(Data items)
//! Engine configuration

use crate::error::EngineError;

/// Settings for an [`AudioEngine`](crate::AudioEngine).
///
/// Built with `with_*` methods and validated when the engine is created:
///
/// ```
/// use calmwave::EngineConfig;
///
/// let config = EngineConfig::default()
///     .with_sample_rate(44_100)
///     .with_initial_volume(0.5)
///     .with_noise_reuse(true);
/// assert!(config.validate().is_ok());
/// ```
#[derive(Clone, Debug, PartialEq)]
pub struct EngineConfig {
    /// Graph sample rate in Hz. Overridden by the device rate when using a device.
    pub sample_rate: u32,
    /// Length of generated noise loops
    pub noise_duration_secs: f32,
    /// Share noise buffers between plays instead of generating fresh ones
    pub reuse_noise_buffers: bool,
    /// Master volume at start-up, 0.0..=1.0
    pub initial_volume: f32,
    /// Smoothing applied to master volume changes
    pub master_smoothing_ms: f32,
    /// Capacity of each node's message queue
    pub message_queue_size: usize,
}

impl Default for EngineConfig {
    fn default() -> Self {
        Self {
            sample_rate: 48_000,
            noise_duration_secs: 4.0,
            reuse_noise_buffers: false,
            initial_volume: 0.7,
            master_smoothing_ms: 20.0,
            message_queue_size: 64,
        }
    }
}

impl EngineConfig {
    pub fn with_sample_rate(mut self, sample_rate: u32) -> Self {
        self.sample_rate = sample_rate;
        self
    }

    pub fn with_noise_duration(mut self, secs: f32) -> Self {
        self.noise_duration_secs = secs;
        self
    }

    pub fn with_noise_reuse(mut self, reuse: bool) -> Self {
        self.reuse_noise_buffers = reuse;
        self
    }

    pub fn with_initial_volume(mut self, volume: f32) -> Self {
        self.initial_volume = volume;
        self
    }

    pub fn with_master_smoothing_ms(mut self, ms: f32) -> Self {
        self.master_smoothing_ms = ms;
        self
    }

    pub fn with_message_queue_size(mut self, size: usize) -> Self {
        self.message_queue_size = size;
        self
    }

    pub fn validate(&self) -> Result<(), EngineError> {
        if self.sample_rate == 0 {
            return Err(invalid("sample_rate", self.sample_rate as f64));
        }
        if !(self.noise_duration_secs.is_finite() && self.noise_duration_secs > 0.0) {
            return Err(invalid("noise_duration_secs", self.noise_duration_secs as f64));
        }
        if !(0.0..=1.0).contains(&self.initial_volume) {
            return Err(invalid("initial_volume", self.initial_volume as f64));
        }
        if !(self.master_smoothing_ms.is_finite() && self.master_smoothing_ms >= 0.0) {
            return Err(invalid("master_smoothing_ms", self.master_smoothing_ms as f64));
        }
        if self.message_queue_size == 0 {
            return Err(invalid("message_queue_size", 0.0));
        }
        Ok(())
    }
}

fn invalid(name: &'static str, value: f64) -> EngineError {
    EngineError::InvalidParameter { name, value }
}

▶ [Task instructions] Working through the records above, copy each line in which "crate" is found.

▶ [Answer to this task]
use crate::error::EngineError;
/// Settings for an [`AudioEngine`](crate::AudioEngine).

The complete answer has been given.